Manifestação contrária ao Projeto de Lei nº 5008/2023, que dispõe sobre a produção, importação, exportação, comercialização, controle, fiscalização e propaganda de cigarros eletrônicos.

Autor
Humberto Costa (PT - Partido dos Trabalhadores/PE)
Nome completo: Humberto Sérgio Costa Lima
Casa
Senado Federal
Tipo
Discurso
Resumo por assunto
Fiscalização e Controle, Saúde:
  • Manifestação contrária ao Projeto de Lei nº 5008/2023, que dispõe sobre a produção, importação, exportação, comercialização, controle, fiscalização e propaganda de cigarros eletrônicos.
Publicação
Publicação no DSF de 10/07/2024 - Página 26
Assuntos
Organização do Estado > Fiscalização e Controle
Política Social > Saúde
Matérias referenciadas
Indexação
  • CRITICA, APROVAÇÃO, PROJETO DE LEI, CRIAÇÃO, LEI FEDERAL, IMPORTAÇÃO, PRODUÇÃO, EXPORTAÇÃO, COMERCIALIZAÇÃO, CONSUMO, CONTROLE, FISCALIZAÇÃO, PROPAGANDA, APARELHO ELETRONICO, CIGARRO, REGISTRO, CADASTRO, REQUISITOS, DEFINIÇÃO, EMBALAGEM, CONTEUDO, SUBSTANCIA.

    O SR. HUMBERTO COSTA (Bloco Parlamentar da Resistência Democrática/PT - PE. Para discursar.) – Sr. Presidente, Sras. Senadoras, Srs. Senadores, as pessoas que nos acompanham pelas mídias do Senado Federal, é extremamente preocupante que este Senado esteja discutindo a regulamentação da produção e venda de cigarros eletrônicos no Brasil, os chamados vapes, matéria que está sob análise da Comissão de Assuntos Econômicos nesta Casa.

    Esse projeto de lei, na minha opinião, é lobo em pele de cordeiro. Foi apresentado sob a falsa premissa de que vai reduzir danos, de que o vape já circula por aí, de que teria potencial ofensivo à saúde menor do que o tabaco e que, regulamentar a sua comercialização seria uma forma legal de fiscalizá-lo. Nada disso é verdade.
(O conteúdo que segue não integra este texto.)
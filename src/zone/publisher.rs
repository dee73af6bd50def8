use crate::authority::ValidationChallenge;
use crate::config::Shared;
use crate::error::Error;
use crate::zone::{DynZoneRegistry, RecordSet};

/// Publishes validation challenges into the hosted zone they belong to.
#[derive(Clone)]
pub struct ValidationRecordPublisher {
    zones: DynZoneRegistry,
    config: Shared,
}

impl ValidationRecordPublisher {
    pub fn new(zones: DynZoneRegistry, config: Shared) -> Self {
        Self { zones, config }
    }

    /// Upsert `challenge` into the zone named `zone_name`. Repeating this with the same
    /// challenge leaves the zone unchanged.
    ///
    /// # Errors
    ///
    /// Returns [`Error::ZoneNotFound`] when the zone lookup returns no zones, or when the
    /// first zone returned isn't named exactly `zone_name + "."`.
    ///
    /// Returns [`Error::Zone`] if the lookup or the record change fails.
    pub async fn publish(
        &self,
        zone_name: &str,
        challenge: &ValidationChallenge,
    ) -> Result<(), Error> {
        let qualified = format!("{zone_name}.");
        let zones = self.zones.zones_by_name(zone_name).await?;
        let zone = match zones.first() {
            Some(zone) if zone.name == qualified => zone,
            _ => return Err(Error::ZoneNotFound(zone_name.to_string())),
        };

        let record = RecordSet {
            name: challenge.name.clone(),
            record_type: challenge.record_type.clone(),
            ttl: self.config.record_ttl,
            value: challenge.value.clone(),
        };
        self.zones.upsert_record(&zone.id, &record).await?;
        tracing::info!(
            "published {} {} in zone {} ({})",
            record.record_type,
            record.name,
            zone.name,
            zone.id
        );
        Ok(())
    }
}

#[cfg(test)]
mod tests {
    use super::*;
    use crate::config::Config;
    use crate::fakes::{FakeAuthority, FakeZones};
    use std::sync::Arc;

    fn publisher(zones: &Arc<FakeZones>) -> ValidationRecordPublisher {
        ValidationRecordPublisher::new(zones.clone(), Arc::new(Config::default()))
    }

    #[tokio::test]
    async fn publish_upserts_challenge_with_ttl() {
        let zones = Arc::new(FakeZones::with_zones(&[("Z1", "example.com.")]));
        publisher(&zones)
            .publish("example.com", &FakeAuthority::challenge())
            .await
            .unwrap();

        let records = zones.records("Z1");
        assert_eq!(records.len(), 1);
        assert_eq!(
            records[0],
            RecordSet {
                name: "_abc.example.com".into(),
                record_type: "CNAME".into(),
                ttl: 300,
                value: "_xyz.acm-validations.aws".into(),
            }
        );
    }

    #[tokio::test]
    async fn publish_twice_is_the_same_as_once() {
        let zones = Arc::new(FakeZones::with_zones(&[("Z1", "example.com.")]));
        let publisher = publisher(&zones);
        let challenge = FakeAuthority::challenge();

        publisher.publish("example.com", &challenge).await.unwrap();
        let once = zones.records("Z1");
        publisher.publish("example.com", &challenge).await.unwrap();

        assert_eq!(zones.records("Z1"), once);
        assert_eq!(zones.upsert_calls(), 2);
    }

    #[tokio::test]
    async fn no_zones_is_zone_not_found() {
        let zones = Arc::new(FakeZones::with_zones(&[]));
        let res = publisher(&zones)
            .publish("example.org", &FakeAuthority::challenge())
            .await;

        assert!(matches!(res, Err(Error::ZoneNotFound(name)) if name == "example.org"));
        assert_eq!(zones.upsert_calls(), 0);
    }

    #[tokio::test]
    async fn first_zone_must_match_exactly() {
        let zones = Arc::new(FakeZones::with_zones(&[("Z1", "example.com.")]));
        let res = publisher(&zones)
            .publish("example.org", &FakeAuthority::challenge())
            .await;

        assert!(matches!(res, Err(Error::ZoneNotFound(_))));
        assert_eq!(zones.upsert_calls(), 0);
    }

    #[tokio::test]
    async fn only_first_listed_zone_is_considered() {
        let zones = Arc::new(FakeZones::with_zones(&[
            ("Z1", "a.example.com."),
            ("Z2", "example.com."),
        ]));
        let res = publisher(&zones)
            .publish("example.com", &FakeAuthority::challenge())
            .await;

        assert!(matches!(res, Err(Error::ZoneNotFound(_))));
    }
}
    Essa ideia de que o vape é alternativa potencialmente menos tóxica que o cigarro é uma mentira plantada na sociedade pela indústria tabagista, a mesma que disse, lá atrás, que a nicotina também não viciava. O vape é uma nova fábrica de câncer, uma maneira socialmente tragável de se matar seres humanos por meio da degeneração dos seus órgãos e com as doenças mais atrozes. Não há nada de positivo ou menos danoso nos cigarros eletrônicos. É uma falácia. São afirmações sem qualquer evidência científica. Ao contrário, todos os estudos e pesquisas mostram o dano que é o uso desse equipamento.

    O cigarro eletrônico tem mais de duas mil substâncias, incontáveis delas tóxicas e cancerígenas. Não à toa, a Agência Nacional de Vigilância Sanitária proibiu a sua produção e comercialização desde 2009 e, mesmo que a normativa esteja passando por um regular período de revisão, a vedação não vai ser levantada – não foi levantada –, dada a robustez dos trabalhos técnicos sobre os enormes malefícios do uso desses vaporizadores e a forte oposição da comunidade científica à sua eventual liberação.

    Recentemente, juntamente com outros sete ex-ministros da saúde, publicamos um artigo na Folha de S. Paulo em que alertamos para o sério risco em que o Senado lançava a sociedade brasileira ao propor a regulamentação do cigarro eletrônico. Uma defesa enfática da saúde pública contra um dispositivo que, além do risco da explosão da bateria, que pode redundar em lesões e morte do usuário, carrega elevadas concentrações de nicotina e níveis significativos de metais como alumínio, associado ao enfisema pulmonar, o cromo, relacionado ao câncer de pulmão, níquel, também ligado ao câncer de pulmão e do seio nasal, e cobre, causador de danos ao fígado, rins e pulmões.

    O cigarro eletrônico se vale do sal de nicotina, o que faz com que a substância seja recepcionada pelo corpo em concentrações até 20 vezes maiores que o cigarro normal, um potencial muito mais viciante, que leva quem consome a, somente com algumas baforadas, perder o controle sobre o uso.

    O emprego de aromas e sabores de frutas nesses equipamentos tem sido um forte apelo aos adolescentes e aos mais jovens. Uma pesquisa realizada em 2019 mostrou que 60% dos entrevistados utilizavam o vape e jamais haviam fumado antes. Ou seja, um novo público dependente de nicotina, a maioria com até 24 anos de idade.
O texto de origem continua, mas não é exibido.